■ TASK GOAL:
Return, word for word, the line containing "matches!(self, Error::CodeExhausted(_) |" and every line after it through the last line of the records below.

■ ■ ■

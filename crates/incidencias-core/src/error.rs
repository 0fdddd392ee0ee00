//! Error types for `incidencias-core`.

use thiserror::Error;

#[derive(Debug, Error)]
pub enum Error {
  #[error("invalid username or password")]
  Unauthorized,

  #[error("username already taken: {0}")]
  UsernameTaken(String),

  #[error("incident code already in use: {0}")]
  CodeTaken(String),

  #[error("no free incident code after {0} attempts")]
  CodeExhausted(usize),

  #[error("incident not found: {0}")]
  IncidentNotFound(String),

  #[error("not allowed to delete incident {0}")]
  Forbidden(String),

  #[error("{0}")]
  BadRequest(String),

  #[error("password hashing error: {0}")]
  Hash(String),

  #[error("store error: {0}")]
  Store(#[source] Box<dyn std::error::Error + Send + Sync>),
}

impl Error {
  /// Wrap a backend error.
  pub fn store<E>(e: E) -> Self
  where
    E: std::error::Error + Send + Sync + 'static,
  {
    Error::Store(Box::new(e))
  }

  /// `true` for errors caused by the server side rather than the request.
  pub fn is_internal(&self) -> bool {
    matches!(self, Error::CodeExhausted(_) | Error::Hash(_) | Error::Store(_))
  }
}

pub type Result<T, E = Error> = std::result::Result<T, E>;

■ ■ ■

■ OUTPUT BELOW:
    matches!(self, Error::CodeExhausted(_) | Error::Hash(_) | Error::Store(_))
  }
}

pub type Result<T, E = Error> = std::result::Result<T, E>;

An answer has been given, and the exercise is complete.